Probably the biggest reason folks use real training programs (Starting Strength, Madcow, Texas, 5/3/1, etc) are because they attempt to thread the needle on lifting as much as possible while never exceeding your recovery (basically).

If you're on a structured program you'll know if you haven't recovered: you simply won't be able to lift the weights as prescribed. If you can, congratulations, you're stronger.

Also, soreness is a terribly inaccurate measure of workout effectiveness.

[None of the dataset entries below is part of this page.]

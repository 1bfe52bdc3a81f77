use std::collections::BTreeMap;

use serde::{Deserialize, Serialize};
use serde_json::Value;

use crate::packages::Package;

/// Options for the generation engine.
#[derive(Debug, Clone, Serialize, Deserialize)]
#[serde(default)]
pub struct GenerateOptions {
    /// Go package name written at the top of every artifact.
    pub package_name: String,
    /// Suffix appended to artifact file names.
    pub file_suffix: String,
    /// Suffix appended to short names that collide within a scope.
    pub name_conflict_suffix: String,
    /// Columns left out of rendered field lists, as `Column` or `Table.Column`.
    pub ignore_fields: Vec<String>,
    /// Struct tag keys emitted next to the `spanner` tag.
    pub tags: Vec<String>,
    /// Irregular singular to plural pairs for table and type naming.
    pub irregular: BTreeMap<String, String>,
    /// Extra identifiers generated code must not declare, as one name or a
    /// list of names.
    #[serde(skip_serializing_if = "Value::is_null")]
    pub reserved_names: Value,
}

impl Default for GenerateOptions {
    fn default() -> Self {
        Self {
            package_name: "models".to_string(),
            file_suffix: ".spangen.go".to_string(),
            name_conflict_suffix: "z".to_string(),
            ignore_fields: Vec::new(),
            tags: vec!["json".to_string()],
            irregular: BTreeMap::new(),
            reserved_names: Value::Null,
        }
    }
}

impl GenerateOptions {
    /// Returns true when `column` of `table` is in the ignore list.
    pub fn is_ignored(&self, table: &str, column: &str) -> bool {
        self.ignore_fields.iter().any(|entry| match entry.split_once('.') {
            Some((table_name, column_name)) => table_name == table && column_name == column,
            None => entry == column,
        })
    }
}

/// Kind of rendered artifact.
#[derive(Debug, Clone, Copy, PartialEq, Eq, Serialize, Deserialize)]
#[serde(rename_all = "snake_case")]
pub enum ArtifactKind {
    /// Model code for one table, including its index and foreign key accessors.
    Table,
    /// Helpers shared by every table artifact.
    Shared,
}

/// One unit of generated source text.
#[derive(Debug, Clone, PartialEq, Eq, Serialize, Deserialize)]
pub struct Artifact {
    /// Table name, or `shared` for the helper artifact.
    pub name: String,
    pub kind: ArtifactKind,
    /// Suggested file name for the emitter.
    pub file_name: String,
    pub text: String,
    /// Imports required by `text`, ordered by path.
    pub packages: Vec<Package>,
}

/// Result of a generation run.
#[derive(Debug, Clone, Default, PartialEq, Eq, Serialize, Deserialize)]
pub struct Generation {
    pub artifacts: Vec<Artifact>,
}

impl Generation {
    pub fn artifact(&self, name: &str) -> Option<&Artifact> {
        self.artifacts.iter().find(|artifact| artifact.name == name)
    }
}

#[cfg(test)]
mod tests {
    use super::*;

    #[test]
    fn ignore_list_matches_bare_and_qualified_names() {
        let options = GenerateOptions {
            ignore_fields: vec!["UpdatedAt".to_string(), "Orders.Secret".to_string()],
            ..GenerateOptions::default()
        };

        assert!(options.is_ignored("Users", "UpdatedAt"));
        assert!(options.is_ignored("Orders", "Secret"));
        assert!(!options.is_ignored("Users", "Secret"));
        assert!(!options.is_ignored("Orders", "Status"));
    }
}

  • You were right that I wouldn't be able to lift my one rep max with the same or more weight, but I wasn't sure if pushing myself even harder would increase my strength in the long run. I want to keep my muscle tone, strength stable at all times. It's difficult to determine what suits me because gains come slow, maybe because I have been working out for more than 4 years. After reading your answer I came to a conclusion that I need more recovery time. Thanks again for such an informative answer, recovery time seems just as important as regular workout.
    – Erasus
    Oct 24, 2014 at 13:24
  • @Erasus I'd really recommend you try one of the intermediate programs like "Texas method" or "Madcow 5x5". I think you'll find anyone who's followed these has had fairly incredible results.
    – Eric
    Oct 29, 2014 at 1:54

First of all we should know what you workout looks like. The muscle recovery time depends on your genetics, your experience and your training program. Of course, a beginner will take some more time to recover from a workout. Also, If you are able to recover from a workout in 12 hours, for sure you haven't trained with the correct intensity. This doesn't mean that you have to feel muscle soreness, but you have to feel them tired.

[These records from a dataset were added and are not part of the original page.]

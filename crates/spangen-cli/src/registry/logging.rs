use std::fs::{OpenOptions, create_dir_all};
use std::io::{self, Write};
use std::path::Path;
use std::sync::{Arc, Mutex};

use tracing_subscriber::EnvFilter;
use tracing_subscriber::fmt::time::UtcTime;
use tracing_subscriber::fmt::writer::BoxMakeWriter;
use tracing_subscriber::prelude::*;

use super::{RegistryError, RegistryResult};

/// Installs the global subscriber for a run.
///
/// With a log file, events are appended as JSON lines with RFC 3339 UTC
/// timestamps. Otherwise they go to stderr in the compact text format.
/// `RUST_LOG` overrides `default_level` in both cases.
pub fn init_logging(log_file: Option<&Path>, default_level: &str) -> RegistryResult<()> {
    let filter = EnvFilter::try_from_default_env().unwrap_or_else(|_| EnvFilter::new(default_level));

    match log_file {
        Some(path) => {
            if let Some(parent) = path.parent().filter(|parent| !parent.as_os_str().is_empty()) {
                create_dir_all(parent)?;
            }
            let file = OpenOptions::new().create(true).append(true).open(path)?;
            let file = Arc::new(Mutex::new(file));

            let make_writer = BoxMakeWriter::new(move || SharedWriter {
                file: Arc::clone(&file),
            });

            let layer = tracing_subscriber::fmt::layer()
                .json()
                .with_timer(UtcTime::rfc_3339())
                .with_writer(make_writer);

            tracing_subscriber::registry()
                .with(filter)
                .with(layer)
                .try_init()
                .map_err(|err| RegistryError::Logging(err.to_string()))
        }
        None => {
            let layer = tracing_subscriber::fmt::layer()
                .compact()
                .with_target(false)
                .with_writer(io::stderr);

            tracing_subscriber::registry()
                .with(filter)
                .with(layer)
                .try_init()
                .map_err(|err| RegistryError::Logging(err.to_string()))
        }
    }
}

struct SharedWriter {
    file: Arc<Mutex<std::fs::File>>,
}

impl Write for SharedWriter {
    fn write(&mut self, buf: &[u8]) -> io::Result<usize> {
        let mut file = self
            .file
            .lock()
            .map_err(|_| io::Error::other("failed to lock log file"))?;
        file.write(buf)
    }

    fn flush(&mut self) -> io::Result<()> {
        let mut file = self
            .file
            .lock()
            .map_err(|_| io::Error::other("failed to lock log file"))?;
        file.flush()
    }
}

To have an aproximation of how much time does a muscle need to recover from workout, you first need to indetify your workout type, this is, you train at low reps for strengh, at middle reps for hipertrophy, or at high reps for resistance.


The usual workout program for strengh are full-body like programs, or programs where you train with basic exercises multiple muscles in a session. Here you could train each muscle 2-3 times a week, as the training volume for each muscle is low. The resting time for each muscle between session should be about 3-4 days, because in this type of workout you involve a lot the nervous system and it takes time to recover.


Is the most common workout type, also known as the bodybuilder wourkout. Here you specialize more in each muscle, traning one or two muscles each day. In consecuence the training volumen for each muscle is higher than for strengh. This way you should only train each muscle one a week, maximum twice a week. As you involve less the nervous system than in a strengh routine, the recovery days for each muscle are less, so you should let each muscle rest for 2-3 days between sessions.

So as you see, it basically depends on your workout type and how hard you train.


Be aware you do not need to fully recover from one training to benefit from additional training, especially if it is different in nature. Dual factor training takes this into for advanced lifters (example http://startingstrength.wikia.com/wiki/Programming#What_is_dual_factor_periodization.3F_I_don.27t_understand_this_stuff. ) You may not need to worry about this yet. But be aware you body can adapt into recovering better, too.